Exercise description:
Comb through the entries for "event" and pull out each line that holds it.

(Collected data)

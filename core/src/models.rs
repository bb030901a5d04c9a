use chrono::{DateTime, Utc};
use serde::{Deserialize, Serialize};

use crate::time::MonotonicTimestamp;

/// A project is the root of all scoping; nearly every other entity carries a
/// `project_id` and no operation implicitly crosses project boundaries.
#[derive(Debug, Clone, Serialize, Deserialize, PartialEq)]
pub struct Project {
    pub id: i64,
    pub name: String,
    pub shared_path: String,
    pub instructions_path: String,
    pub docs_path: String,
    pub guidelines_path: Option<String>,
    pub repo_url: Option<String>,
    pub repo_main_branch: Option<String>,
    pub repo_clone_path: Option<String>,
    pub created_at: DateTime<Utc>,
    pub deleted_at: Option<DateTime<Utc>>,
}

#[derive(Debug, Clone, Serialize, Deserialize, PartialEq)]
pub struct NewProject {
    pub name: String,
    pub shared_path: String,
    pub instructions_path: String,
    pub docs_path: String,
    pub guidelines_path: Option<String>,
    pub repo_url: Option<String>,
    pub repo_main_branch: Option<String>,
    pub repo_clone_path: Option<String>,
}

/// Role an agent (human or model process) plays within a project.
#[derive(Debug, Clone, Copy, Hash, Serialize, Deserialize, PartialEq, Eq)]
#[serde(rename_all = "snake_case")]
pub enum Role {
    FrontendDev,
    BackendDev,
    Qa,
    Architect,
    ProjectPm,
    GlobalPm,
    UiAdmin,
}

impl Role {
    /// §9 Open Question: Global-PM and Project-PM are the same *authority*
    /// role; they differ only in cross-project task-creation visibility,
    /// which `core` does not model (out of scope) and `http-api` enforces.
    pub fn is_pm(self) -> bool {
        matches!(self, Role::ProjectPm | Role::GlobalPm)
    }

    pub fn is_architect(self) -> bool {
        matches!(self, Role::Architect)
    }

    pub fn has_evaluation_authority(self) -> bool {
        self.is_pm() || self.is_architect()
    }
}

/// Skill level, used by the dispatcher's `difficulty <= level` filter.
#[derive(Debug, Clone, Copy, Hash, Serialize, Deserialize, PartialEq, Eq, PartialOrd, Ord)]
#[serde(rename_all = "snake_case")]
pub enum Level {
    Junior,
    Senior,
    Principal,
}

#[derive(Debug, Clone, Copy, Hash, Serialize, Deserialize, PartialEq, Eq)]
#[serde(rename_all = "snake_case")]
pub enum ConnectionType {
    Client,
    Mcp,
}

#[derive(Debug, Clone, Serialize, Deserialize, PartialEq)]
pub struct Agent {
    pub agent_id: String,
    pub project_id: i64,
    pub role: Role,
    pub level: Level,
    pub connection_type: ConnectionType,
    pub last_seen: DateTime<Utc>,
    pub current_task_id: Option<i64>,
}

#[derive(Debug, Clone, Serialize, Deserialize, PartialEq)]
pub struct NewAgent {
    pub agent_id: String,
    pub project_id: i64,
    pub role: Role,
    pub level: Level,
    pub connection_type: ConnectionType,
}

/// Bucketed liveness derived from `last_seen`; see `liveness::agent_liveness`.
#[derive(Debug, Clone, Copy, Hash, Serialize, Deserialize, PartialEq, Eq)]
#[serde(rename_all = "snake_case")]
pub enum AgentLiveness {
    Online,
    RecentlyActive,
    Offline,
}

/// Availability for assignment purposes; see `liveness::agent_availability`.
#[derive(Debug, Clone, Copy, Hash, Serialize, Deserialize, PartialEq, Eq)]
#[serde(rename_all = "snake_case")]
pub enum Availability {
    Idle,
    Working,
    Offline,
}

#[derive(Debug, Clone, Serialize, Deserialize, PartialEq)]
pub struct Epic {
    pub id: i64,
    pub project_id: i64,
    pub name: String,
    pub description: String,
    pub created_by_agent: String,
    pub created_at: DateTime<Utc>,
}

#[derive(Debug, Clone, Serialize, Deserialize, PartialEq)]
pub struct NewEpic {
    pub project_id: i64,
    pub name: String,
    pub description: String,
    pub created_by_agent: String,
}

#[derive(Debug, Clone, Serialize, Deserialize, PartialEq)]
pub struct Feature {
    pub id: i64,
    pub epic_id: i64,
    pub project_id: i64,
    pub name: String,
    pub description: String,
    pub created_at: DateTime<Utc>,
}

#[derive(Debug, Clone, Serialize, Deserialize, PartialEq)]
pub struct NewFeature {
    pub epic_id: i64,
    pub name: String,
    pub description: String,
}

#[derive(Debug, Clone, Copy, Hash, Serialize, Deserialize, PartialEq, Eq, PartialOrd, Ord)]
#[serde(rename_all = "snake_case")]
pub enum Difficulty {
    Junior,
    Senior,
    Principal,
}

impl Difficulty {
    /// Dispatcher rule 3: `difficulty <= level` where `principal >= senior >=
    /// junior`. Both `Difficulty` and `Level` share the same three-tier
    /// ordinal scale, so the comparison is a direct ordinal compare.
    pub fn fits(self, level: Level) -> bool {
        self.rank() <= level.rank()
    }

    fn rank(self) -> u8 {
        match self {
            Difficulty::Junior => 0,
            Difficulty::Senior => 1,
            Difficulty::Principal => 2,
        }
    }
}

impl Level {
    fn rank(self) -> u8 {
        match self {
            Level::Junior => 0,
            Level::Senior => 1,
            Level::Principal => 2,
        }
    }
}

#[derive(Debug, Clone, Copy, Hash, Serialize, Deserialize, PartialEq, Eq)]
#[serde(rename_all = "snake_case")]
pub enum Complexity {
    Major,
    Minor,
}

/// Task lifecycle states, §4.3. `Committed` is terminal.
#[derive(Debug, Clone, Copy, Hash, Serialize, Deserialize, PartialEq, Eq)]
#[serde(rename_all = "snake_case")]
pub enum TaskStatus {
    Created,
    Approved,
    UnderWork,
    DevDone,
    Testing,
    QaDone,
    DocumentationDone,
    Committed,
}

impl TaskStatus {
    /// Task is locked in exactly these two states, per the §3 Task invariant.
    pub fn is_lockable_state(self) -> bool {
        matches!(self, TaskStatus::UnderWork | TaskStatus::Testing)
    }

    pub fn is_terminal(self) -> bool {
        matches!(self, TaskStatus::Committed)
    }
}

impl std::fmt::Display for TaskStatus {
    fn fmt(&self, f: &mut std::fmt::Formatter<'_>) -> std::fmt::Result {
        let s = match self {
            TaskStatus::Created => "created",
            TaskStatus::Approved => "approved",
            TaskStatus::UnderWork => "under_work",
            TaskStatus::DevDone => "dev_done",
            TaskStatus::Testing => "testing",
            TaskStatus::QaDone => "qa_done",
            TaskStatus::DocumentationDone => "documentation_done",
            TaskStatus::Committed => "committed",
        };
        write!(f, "{s}")
    }
}

#[derive(Debug, Clone, Serialize, Deserialize, PartialEq)]
pub struct Task {
    pub id: i64,
    pub feature_id: i64,
    pub project_id: i64,
    pub title: String,
    pub description: String,
    pub target_role: Role,
    pub difficulty: Difficulty,
    pub complexity: Complexity,
    pub branch: Option<String>,
    pub status: TaskStatus,
    pub locked_by_agent_id: Option<String>,
    pub locked_at: Option<DateTime<Utc>>,
    pub created_by: String,
    pub assigned_to: Option<String>,
    pub created_at: DateTime<Utc>,
    pub updated_at: DateTime<Utc>,
    pub notes: Option<String>,
}

#[derive(Debug, Clone, Serialize, Deserialize, PartialEq)]
pub struct NewTask {
    pub feature_id: i64,
    pub title: String,
    pub description: String,
    pub target_role: Role,
    pub difficulty: Difficulty,
    pub complexity: Complexity,
    pub branch: Option<String>,
    pub created_by: String,
}

/// Fields the lifecycle engine/HTTP layer may update outside a status
/// transition (e.g. assignment, branch, notes).
#[derive(Debug, Clone, Default, Serialize, Deserialize)]
pub struct TaskPatch {
    pub branch: Option<String>,
    pub assigned_to: Option<String>,
    pub notes: Option<String>,
}

#[derive(Debug, Clone, Default, Serialize, Deserialize)]
pub struct TaskFilter {
    pub project_id: Option<i64>,
    pub feature_id: Option<i64>,
    pub status: Option<TaskStatus>,
    pub target_role: Option<Role>,
    pub locked_by_agent_id: Option<String>,
    pub limit: Option<u32>,
    pub offset: Option<u32>,
}

#[derive(Debug, Clone, Serialize, Deserialize, PartialEq)]
pub struct TaskComment {
    pub id: i64,
    pub task_id: i64,
    pub project_id: i64,
    pub author_agent_id: String,
    pub body: String,
    pub created_at: DateTime<Utc>,
}

#[derive(Debug, Clone, Serialize, Deserialize, PartialEq)]
pub struct NewTaskComment {
    pub task_id: i64,
    pub author_agent_id: String,
    pub body: String,
}

#[derive(Debug, Clone, Copy, Hash, Serialize, Deserialize, PartialEq, Eq)]
#[serde(rename_all = "snake_case")]
pub enum DocType {
    Prd,
    DesignNote,
    Runbook,
    Announcement,
    Handoff,
    Other,
}

#[derive(Debug, Clone, Serialize, Deserialize, PartialEq)]
pub struct Document {
    pub id: i64,
    pub project_id: i64,
    pub author_agent_id: String,
    pub doc_type: DocType,
    pub title: String,
    pub body: String,
    pub created_at: DateTime<Utc>,
    pub expires_at: Option<DateTime<Utc>>,
}

#[derive(Debug, Clone, Serialize, Deserialize, PartialEq)]
pub struct NewDocument {
    pub project_id: i64,
    pub author_agent_id: String,
    pub doc_type: DocType,
    pub title: String,
    pub body: String,
    pub expires_at: Option<DateTime<Utc>>,
}

#[derive(Debug, Clone, Copy, Hash, Serialize, Deserialize, PartialEq, Eq)]
#[serde(rename_all = "snake_case")]
pub enum MentionSourceType {
    Document,
    TaskComment,
}

#[derive(Debug, Clone, Serialize, Deserialize, PartialEq)]
pub struct Mention {
    pub id: i64,
    pub project_id: i64,
    pub source_type: MentionSourceType,
    pub source_id: i64,
    pub mentioned_handle: String,
    pub recipient_agent_id: Option<String>,
    pub created_at: DateTime<Utc>,
    pub read_at: Option<DateTime<Utc>>,
}

#[derive(Debug, Clone, Copy, Hash, Serialize, Deserialize, PartialEq, Eq)]
#[serde(rename_all = "snake_case")]
pub enum ServiceStatus {
    Up,
    Down,
    Starting,
}

#[derive(Debug, Clone, Serialize, Deserialize, PartialEq)]
pub struct Service {
    pub name: String,
    pub project_id: i64,
    pub owner_agent_id: String,
    pub port: u16,
    pub status: ServiceStatus,
    pub ping_url: Option<String>,
    pub meta: serde_json::Value,
    pub last_heartbeat: DateTime<Utc>,
    pub created_at: DateTime<Utc>,
}

#[derive(Debug, Clone, Serialize, Deserialize, PartialEq)]
pub struct NewService {
    pub project_id: i64,
    pub name: String,
    pub owner_agent_id: String,
    pub port: u16,
    pub ping_url: Option<String>,
    pub meta: serde_json::Value,
}

/// Append-only changelog event kinds, §3/§8.
#[derive(Debug, Clone, Copy, Hash, Serialize, Deserialize, PartialEq, Eq)]
#[serde(rename_all = "snake_case")]
pub enum ChangeKind {
    TaskCreated,
    TaskStatus,
    TaskLocked,
    TaskUnlocked,
    DocumentCreated,
    MentionCreated,
    AgentRegistered,
    ServiceRegistered,
    ServiceStatus,
}

#[derive(Debug, Clone, Serialize, Deserialize, PartialEq)]
pub struct ChangelogEntry {
    pub id: i64,
    pub project_id: i64,
    pub kind: ChangeKind,
    /// Identifier of the entity the event concerns. Stored as text since
    /// some kinds (`agent_registered`, `service_registered`/`service_status`)
    /// reference string-keyed entities rather than integer row ids; task,
    /// document, and mention kinds store the numeric id as a decimal string.
    pub ref_id: String,
    pub actor_agent_id: Option<String>,
    pub created_at: MonotonicTimestamp,
    /// Free-form JSON payload (e.g. `{old, new, note}` for `task_status`).
    pub detail: serde_json::Value,
}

Response box:
/// Append-only changelog event kinds, §3/§8.
    /// Identifier of the entity the event concerns. Stored as text since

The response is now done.